I posit that there has never been a time in our hobby where competent music systems and specifically, access to music, has been more readily available. Now, that access is different and the definition of "what is hifi" is different to different groups. When many on Audiogon were getting interested, there was a local hifi ship and it served equals parts retail/service shop and audio hangout. We ALL remember those days and there were more than a few who hung out and never bought.

 

The pandemic shined a bright light on every segment of the industry. You discovered quickly which companies had an accidental business model and supply chain relationship, different abilities to act/react to the changing landscape and wildly different demand curves depending on the product and the manufacturer's ability to deliver. We experienced 20 years of change in three years.

 

Everything is going to be ok...hifi will live on and shift just fine with or without us. If objectively analyzing generations of data tells us anything, it is dominated by the fact that (A) the law of large numbers is actually a reasonable predictor and (B) every generation believes they are exceptional and most generations are incorrect. LOL.
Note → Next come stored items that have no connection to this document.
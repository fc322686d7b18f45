//! Subscriber setup with optional OpenTelemetry.
//!
//! The filter comes from `RUST_LOG` when set, otherwise from the configured
//! level. Output is pretty or JSON. With `otel_enabled`, spans are also fed to
//! an OpenTelemetry tracer provider so trace and span IDs are assigned.

use opentelemetry::trace::TracerProvider as _;
use opentelemetry_sdk::{
    trace::{Config, RandomIdGenerator, Sampler, TracerProvider},
    Resource,
};
use tracing::info;
use tracing_subscriber::{fmt, layer::SubscriberExt, util::SubscriberInitExt, EnvFilter};

/// Tracing configuration
#[derive(Debug, Clone)]
pub struct TracingConfig {
    /// Attach the OpenTelemetry layer
    pub otel_enabled: bool,
    /// Service name
    pub service_name: String,
    /// Service version
    pub service_version: String,
    /// Sampling rate (0.0 - 1.0)
    pub sampling_rate: f64,
    /// Log level used when `RUST_LOG` is unset
    pub log_level: String,
    /// Emit JSON lines instead of pretty output
    pub json: bool,
}

impl Default for TracingConfig {
    fn default() -> Self {
        Self {
            otel_enabled: false,
            service_name: "claude-router".to_string(),
            service_version: env!("CARGO_PKG_VERSION").to_string(),
            sampling_rate: 1.0,
            log_level: "info".to_string(),
            json: false,
        }
    }
}

impl TracingConfig {
    /// Create a new tracing configuration
    #[must_use]
    pub fn new(service_name: impl Into<String>) -> Self {
        Self {
            service_name: service_name.into(),
            ..Default::default()
        }
    }

    /// Enable the OpenTelemetry layer
    #[must_use]
    pub fn with_otel(mut self, enabled: bool) -> Self {
        self.otel_enabled = enabled;
        self
    }

    /// Set the sampling rate
    #[must_use]
    pub fn with_sampling_rate(mut self, rate: f64) -> Self {
        self.sampling_rate = rate.clamp(0.0, 1.0);
        self
    }

    /// Set the log level
    #[must_use]
    pub fn with_log_level(mut self, level: impl Into<String>) -> Self {
        self.log_level = level.into();
        self
    }

    /// Select JSON output
    #[must_use]
    pub fn with_json(mut self, json: bool) -> Self {
        self.json = json;
        self
    }

    fn sampler(&self) -> Sampler {
        if self.sampling_rate >= 1.0 {
            Sampler::AlwaysOn
        } else if self.sampling_rate <= 0.0 {
            Sampler::AlwaysOff
        } else {
            Sampler::TraceIdRatioBased(self.sampling_rate)
        }
    }
}

/// Install the global subscriber
///
/// Returns the tracer provider when the OpenTelemetry layer is attached.
///
/// # Errors
/// Returns error if the filter is invalid or a subscriber is already set
pub fn init_tracing(config: &TracingConfig) -> Result<Option<TracerProvider>, TracingError> {
    let filter = match EnvFilter::try_from_default_env() {
        Ok(filter) => filter,
        Err(_) => EnvFilter::try_new(&config.log_level)
            .map_err(|e| TracingError::Filter(format!("{}: {e}", config.log_level)))?,
    };

    let provider = config.otel_enabled.then(|| {
        let resource = Resource::new(vec![
            opentelemetry::KeyValue::new("service.name", config.service_name.clone()),
            opentelemetry::KeyValue::new("service.version", config.service_version.clone()),
        ]);

        TracerProvider::builder()
            .with_config(
                Config::default()
                    .with_sampler(config.sampler())
                    .with_id_generator(RandomIdGenerator::default())
                    .with_resource(resource),
            )
            .build()
    });

    let otel_layer = provider
        .as_ref()
        .map(|p| tracing_opentelemetry::layer().with_tracer(p.tracer(config.service_name.clone())));

    let (json_layer, pretty_layer) = if config.json {
        (
            Some(fmt::layer().json().with_current_span(true).with_span_list(false)),
            None,
        )
    } else {
        (None, Some(fmt::layer().with_target(true)))
    };

    tracing_subscriber::registry()
        .with(filter)
        .with(otel_layer)
        .with(json_layer)
        .with(pretty_layer)
        .try_init()
        .map_err(|e| TracingError::Init(e.to_string()))?;

    info!(
        service = %config.service_name,
        level = %config.log_level,
        json = config.json,
        otel = config.otel_enabled,
        "Tracing initialized"
    );

    Ok(provider)
}

/// Flush and drop the tracer provider
pub fn shutdown_tracing(provider: Option<TracerProvider>) {
    if let Some(provider) = provider {
        for result in provider.force_flush() {
            if let Err(e) = result {
                tracing::warn!(error = %e, "Failed to flush spans");
            }
        }
        drop(provider);
        info!("Tracing shutdown complete");
    }
}

/// Tracing initialization error
#[derive(Debug, thiserror::Error)]
pub enum TracingError {
    /// Failed to install the subscriber
    #[error("Failed to initialize tracing: {0}")]
    Init(String),
    /// Invalid filter directive
    #[error("Invalid log filter: {0}")]
    Filter(String),
}

/// Create a span for one gateway request
#[macro_export]
macro_rules! llm_request_span {
    ($request_id:expr, $model:expr, $stream:expr) => {
        tracing::info_span!(
            "llm_request",
            request_id = %$request_id,
            model = %$model,
            stream = $stream,
            category = tracing::field::Empty,
            provider = tracing::field::Empty,
            otel.kind = "server"
        )
    };
}

/// Create a span for a backend call
#[macro_export]
macro_rules! provider_span {
    ($provider:expr, $model:expr, $operation:expr) => {
        tracing::info_span!(
            "provider_call",
            provider = %$provider,
            model = %$model,
            operation = %$operation,
            otel.kind = "client"
        )
    };
}
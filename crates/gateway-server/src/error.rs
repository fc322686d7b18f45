//! API error replies.
//!
//! Every failed request is answered with the Messages error envelope:
//! `{"type":"error","error":{"type":"<kind>","message":"..."}}`.

use axum::{
    http::StatusCode,
    response::{IntoResponse, Response},
    Json,
};
use gateway_core::GatewayError;

/// Error reply of the HTTP surface
#[derive(Debug, Clone)]
pub struct ApiError {
    /// HTTP status
    pub status: StatusCode,
    /// Envelope error type, e.g. `invalid_request_error`
    pub kind: &'static str,
    /// Human-readable message
    pub message: String,
}

impl ApiError {
    /// Create an error reply
    pub fn new(status: StatusCode, kind: &'static str, message: impl Into<String>) -> Self {
        Self {
            status,
            kind,
            message: message.into(),
        }
    }

    /// 400 `invalid_request_error`
    pub fn bad_request(message: impl Into<String>) -> Self {
        Self::new(StatusCode::BAD_REQUEST, "invalid_request_error", message)
    }

    /// 500 `api_error`
    pub fn internal(message: impl Into<String>) -> Self {
        Self::new(StatusCode::INTERNAL_SERVER_ERROR, "api_error", message)
    }

    /// The envelope as JSON
    #[must_use]
    pub fn body(&self) -> serde_json::Value {
        serde_json::json!({
            "type": "error",
            "error": {"type": self.kind, "message": self.message},
        })
    }
}

impl From<GatewayError> for ApiError {
    fn from(err: GatewayError) -> Self {
        let status =
            StatusCode::from_u16(err.status_code()).unwrap_or(StatusCode::INTERNAL_SERVER_ERROR);
        Self::new(status, err.error_type(), err.to_string())
    }
}

impl IntoResponse for ApiError {
    fn into_response(self) -> Response {
        (self.status, Json(self.body())).into_response()
    }
}

impl std::fmt::Display for ApiError {
    fn fmt(&self, f: &mut std::fmt::Formatter<'_>) -> std::fmt::Result {
        write!(f, "{} ({}): {}", self.kind, self.status.as_u16(), self.message)
    }
}

impl std::error::Error for ApiError {}
//! API endpoint integration tests
//!
//! Health, metrics, token counting, the Messages endpoint and its error
//! envelope, exercised over a real socket.

use crate::fixtures::*;
use crate::helpers::*;
use crate::mock_providers::*;
use pretty_assertions::assert_eq;
use serde_json::json;
use std::time::Duration;

async fn gateway_with_backend() -> (MockBackend, TestGateway) {
    let backend = MockBackend::new().await;
    let gateway = TestGateway::start(gateway_config(&backend.url(), routing_rules())).await;
    (backend, gateway)
}

#[tokio::test]
async fn test_health_endpoint() {
    let (_backend, gateway) = gateway_with_backend().await;

    let response = gateway.get("/health").await;
    assert_status(&response, 200);

    let body = TestGateway::json_body(response).await;
    assert_eq!(body["status"], "healthy");
    assert_eq!(body["providers"], 3);
    assert_eq!(body["degraded"], false);
}

#[tokio::test]
async fn test_health_reports_degraded_routing() {
    let backend = MockBackend::new().await;
    let gateway = TestGateway::start(gateway_config(&backend.url(), json!({}))).await;

    let body = TestGateway::json_body(gateway.get("/health").await).await;
    assert_eq!(body["degraded"], true);
}

#[tokio::test]
async fn test_metrics_endpoint_counts_requests() {
    let (backend, gateway) = gateway_with_backend().await;
    backend.mock_completion(DEFAULT_PREFIX, "hello").await;

    let response = gateway.messages(&messages_request(CLAUDE_MODEL, "hi")).await;
    assert_status(&response, 200);

    let response = gateway.get("/metrics").await;
    assert_status(&response, 200);
    let text = response.text().await.expect("metrics body");
    assert!(text.contains("claude_router_requests_total"));
    assert!(text.contains(r#"outcome="success""#));
    assert!(text.contains("claude_router_backend_latency_seconds"));
}

#[tokio::test]
async fn test_count_tokens() {
    let (backend, gateway) = gateway_with_backend().await;

    let short = gateway
        .post_json("/v1/messages/count_tokens", &messages_request(CLAUDE_MODEL, "Hello"))
        .await;
    assert_status(&short, 200);
    let short = TestGateway::json_body(short).await["input_tokens"]
        .as_u64()
        .expect("input_tokens");

    let long = gateway
        .post_json("/v1/messages/count_tokens", &long_context_request(CLAUDE_MODEL))
        .await;
    let long = TestGateway::json_body(long).await["input_tokens"]
        .as_u64()
        .expect("input_tokens");

    assert!(short > 0);
    assert!(long > short);
    // counting never contacts a backend
    assert_eq!(backend.calls(DEFAULT_PREFIX).await, 0);
}

#[tokio::test]
async fn test_messages_round_trip() {
    let (backend, gateway) = gateway_with_backend().await;
    backend.mock_completion(DEFAULT_PREFIX, "Hello from upstream").await;

    let response = gateway.messages(&messages_request(CLAUDE_MODEL, "Say hi")).await;
    assert_status(&response, 200);
    let body = TestGateway::json_body(response).await;

    assert_eq!(body["type"], "message");
    assert_eq!(body["role"], "assistant");
    assert_eq!(body["model"], CLAUDE_MODEL);
    assert_eq!(body["content"], json!([{"type": "text", "text": "Hello from upstream"}]));
    assert_eq!(body["stop_reason"], "end_turn");
    assert_eq!(body["usage"]["input_tokens"], 11);
    assert_eq!(body["usage"]["output_tokens"], 4);

    let outbound = &backend.received_bodies(DEFAULT_PREFIX).await[0];
    assert_eq!(outbound["model"], "default-model");
    assert_eq!(outbound["stream"], false);
    assert_eq!(outbound["max_tokens"], 256);
    assert_eq!(outbound["messages"][0]["role"], "user");
    assert_eq!(backend.received_auth(DEFAULT_PREFIX).await, ["Bearer sk-default"]);
}

#[tokio::test]
async fn test_tool_conversation_is_translated() {
    let (backend, gateway) = gateway_with_backend().await;
    backend
        .mock_json(
            DEFAULT_PREFIX,
            tool_call_completion("call_7", "read_file", &json!({"path": "Cargo.toml"})),
        )
        .await;

    let response = gateway.messages(&tool_conversation_request(CLAUDE_MODEL)).await;
    assert_status(&response, 200);
    let body = TestGateway::json_body(response).await;
    assert_eq!(body["stop_reason"], "tool_use");
    assert_eq!(
        body["content"][0],
        json!({"type": "tool_use", "id": "call_7", "name": "read_file", "input": {"path": "Cargo.toml"}})
    );

    let outbound = &backend.received_bodies(DEFAULT_PREFIX).await[0];
    let messages = outbound["messages"].as_array().expect("messages");
    assert_eq!(messages[0], json!({"role": "system", "content": "You are terse."}));
    assert_eq!(messages[2]["role"], "assistant");
    assert_eq!(messages[2]["tool_calls"][0]["id"], "toolu_1");
    assert_eq!(messages[2]["tool_calls"][0]["function"]["name"], "read_file");
    assert_eq!(messages[3]["role"], "tool");
    assert_eq!(messages[3]["tool_call_id"], "toolu_1");
    assert_eq!(outbound["tools"][0]["function"]["name"], "read_file");
}

#[tokio::test]
async fn test_request_id_is_accepted() {
    let (backend, gateway) = gateway_with_backend().await;
    backend.mock_completion(DEFAULT_PREFIX, "ok").await;

    let response = gateway
        .client
        .post(gateway.url("/v1/messages"))
        .header("x-request-id", random_request_id())
        .json(&messages_request(CLAUDE_MODEL, "hi"))
        .send()
        .await
        .expect("request");
    assert_status(&response, 200);
}

#[tokio::test]
async fn test_malformed_json() {
    let (_backend, gateway) = gateway_with_backend().await;

    let response = gateway
        .client
        .post(gateway.url("/v1/messages"))
        .header("content-type", "application/json")
        .body("{\"model\": ")
        .send()
        .await
        .expect("request");

    assert_status(&response, 400);
    assert_error_envelope(&TestGateway::json_body(response).await, "invalid_request_error");
}

#[tokio::test]
async fn test_unsupported_block_is_invalid_request() {
    let (backend, gateway) = gateway_with_backend().await;
    backend.mock_completion(DEFAULT_PREFIX, "never").await;

    let response = gateway
        .messages(&json!({
            "model": CLAUDE_MODEL,
            "max_tokens": 16,
            "messages": [{"role": "user", "content": [{"type": "hologram", "data": "?"}]}]
        }))
        .await;

    assert_status(&response, 400);
    let body = TestGateway::json_body(response).await;
    assert_error_envelope(&body, "invalid_request_error");
    assert!(body["error"]["message"]
        .as_str()
        .expect("message")
        .contains("hologram"));
    assert_eq!(backend.calls(DEFAULT_PREFIX).await, 0);
}

#[tokio::test]
async fn test_upstream_errors_are_mapped() {
    let (backend, gateway) = gateway_with_backend().await;
    backend
        .mock_error(DEFAULT_PREFIX, 429, error_response("rate_limit_exceeded", "slow down"))
        .await;
    backend
        .mock_error(FAST_PREFIX, 500, error_response("server_error", "boom"))
        .await;

    let response = gateway.messages(&messages_request(CLAUDE_MODEL, "hi")).await;
    assert_status(&response, 429);
    assert_error_envelope(&TestGateway::json_body(response).await, "rate_limit_error");

    // haiku routes to `fast`, whose 5xx becomes a bad gateway
    let response = gateway.messages(&messages_request(HAIKU_MODEL, "hi")).await;
    assert_status(&response, 502);
    assert_error_envelope(&TestGateway::json_body(response).await, "api_error");

    assert!(gateway.metrics().contains(r#"outcome="backend_invocation""#));
}

#[tokio::test]
async fn test_unreachable_backend() {
    let gateway = TestGateway::start(gateway_config("http://127.0.0.1:1", routing_rules())).await;

    let response = gateway.messages(&messages_request(CLAUDE_MODEL, "hi")).await;
    assert_status(&response, 502);
    assert_error_envelope(&TestGateway::json_body(response).await, "api_error");
}

#[tokio::test]
async fn test_concurrent_requests() {
    let (backend, gateway) = gateway_with_backend().await;
    backend
        .mock_completion_delayed(DEFAULT_PREFIX, "slow", Duration::from_millis(100))
        .await;

    let requests = (0..8).map(|i| {
        let body = messages_request(CLAUDE_MODEL, &format!("request {i}"));
        let gateway = &gateway;
        async move { gateway.messages(&body).await.status().as_u16() }
    });
    let statuses = futures::future::join_all(requests).await;

    assert!(statuses.iter().all(|status| *status == 200));
    assert_eq!(backend.calls(DEFAULT_PREFIX).await, 8);
}
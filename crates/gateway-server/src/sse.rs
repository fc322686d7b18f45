//! Anthropic SSE framing.
//!
//! [`SseEncoder`] turns the adapter's events into `message_start`,
//! `content_block_start`, `content_block_delta`, `content_block_stop`,
//! `message_delta` and `message_stop` frames, numbering content blocks in
//! the order they open. At most one block is open at a time, and deltas
//! only ever target the open block.

use axum::response::sse::Event;
use futures::Stream;
use gateway_core::StreamEvent;
use serde_json::{json, Value};
use std::collections::HashMap;
use std::convert::Infallible;
use tokio::sync::mpsc;
use tracing::warn;

/// One SSE frame
#[derive(Debug, Clone, PartialEq)]
pub struct Frame {
    /// SSE event name
    pub name: &'static str,
    /// JSON payload
    pub data: Value,
}

impl Frame {
    fn new(name: &'static str, data: Value) -> Self {
        Self { name, data }
    }

    /// Convert to an axum SSE event
    #[must_use]
    pub fn into_event(self) -> Event {
        Event::default().event(self.name).data(self.data.to_string())
    }
}

/// Stateful encoder for one response
#[derive(Debug, Default)]
pub struct SseEncoder {
    next_block: usize,
    open_block: Option<usize>,
    text_block: Option<usize>,
    tool_blocks: HashMap<u32, usize>,
}

impl SseEncoder {
    /// Create an encoder
    #[must_use]
    pub fn new() -> Self {
        Self::default()
    }

    /// Frames for `event`
    pub fn encode(&mut self, event: StreamEvent) -> Vec<Frame> {
        let mut frames = Vec::new();
        match event {
            StreamEvent::Start {
                message_id,
                model,
                usage,
            } => frames.push(Frame::new(
                "message_start",
                json!({
                    "type": "message_start",
                    "message": {
                        "id": message_id,
                        "type": "message",
                        "role": "assistant",
                        "model": model,
                        "content": [],
                        "stop_reason": null,
                        "stop_sequence": null,
                        "usage": usage,
                    }
                }),
            )),
            StreamEvent::TextDelta { text } => {
                let index = match self.text_block.filter(|i| self.open_block == Some(*i)) {
                    Some(index) => index,
                    None => {
                        let index = self.open(&mut frames, json!({"type": "text", "text": ""}));
                        self.text_block = Some(index);
                        index
                    }
                };
                frames.push(Frame::new(
                    "content_block_delta",
                    json!({
                        "type": "content_block_delta",
                        "index": index,
                        "delta": {"type": "text_delta", "text": text},
                    }),
                ));
            }
            StreamEvent::ToolCallStart { index, id, name } => {
                let block = self.open(
                    &mut frames,
                    json!({"type": "tool_use", "id": id, "name": name, "input": {}}),
                );
                self.tool_blocks.insert(index, block);
            }
            StreamEvent::ToolCallDelta {
                index,
                partial_json,
            } => {
                match self.tool_blocks.get(&index).copied() {
                    Some(block) if self.open_block == Some(block) => frames.push(Frame::new(
                        "content_block_delta",
                        json!({
                            "type": "content_block_delta",
                            "index": block,
                            "delta": {"type": "input_json_delta", "partial_json": partial_json},
                        }),
                    )),
                    Some(block) => warn!(
                        tool_call = index,
                        block,
                        dropped_bytes = partial_json.len(),
                        "Arguments for a closed tool block dropped"
                    ),
                    None => warn!(tool_call = index, "Arguments for an unknown tool call dropped"),
                }
            }
            StreamEvent::Stop { stop_reason, usage } => {
                self.close(&mut frames);
                frames.push(Frame::new(
                    "message_delta",
                    json!({
                        "type": "message_delta",
                        "delta": {
                            "stop_reason": stop_reason.map(|r| r.as_str()),
                            "stop_sequence": null,
                        },
                        "usage": {"output_tokens": usage.output_tokens},
                    }),
                ));
                frames.push(Frame::new("message_stop", json!({"type": "message_stop"})));
            }
        }
        frames
    }

    fn open(&mut self, frames: &mut Vec<Frame>, content_block: Value) -> usize {
        self.close(frames);
        let index = self.next_block;
        self.next_block += 1;
        self.open_block = Some(index);
        frames.push(Frame::new(
            "content_block_start",
            json!({
                "type": "content_block_start",
                "index": index,
                "content_block": content_block,
            }),
        ));
        index
    }

    fn close(&mut self, frames: &mut Vec<Frame>) {
        if let Some(index) = self.open_block.take() {
            frames.push(Frame::new(
                "content_block_stop",
                json!({"type": "content_block_stop", "index": index}),
            ));
        }
    }
}

/// SSE body fed from the adapter's channel
pub fn sse_stream(
    mut rx: mpsc::Receiver<StreamEvent>,
) -> impl Stream<Item = Result<Event, Infallible>> + Send {
    async_stream::stream! {
        let mut encoder = SseEncoder::new();
        while let Some(event) = rx.recv().await {
            for frame in encoder.encode(event) {
                yield Ok(frame.into_event());
            }
        }
    }
}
Who cares? Enjoy the music via whatever format you have. The kid (me) going to sleep with an AM radio under his pillow liked what he was hearing just as much as the adult (still me) does hearing it via a pretty good system.

It is a changing landscape. I'm 65 and enjoy my stereo system and speakers. My nephew is into jam bands (Goose, Grateful Dead, Phish, Widespread Panic, Spafford) and enjoys listening to albums and recorded shows, but he mainly listens through a headphone stack, not speakers.  He has a decent 2.1 system in his living room but it is used 95% of the time for movies, not music. 

Going forward, I can see cellphones having better DACs and Bluetooth becoming lossless to CD quality earbuds and headphones being the "go to" listening devices for the next generations. 

Some will "back into" stereo listening via setting up a home theater system. 

I'm happy to have come of age in the 1970s and will forever love listening via speakers most of the time.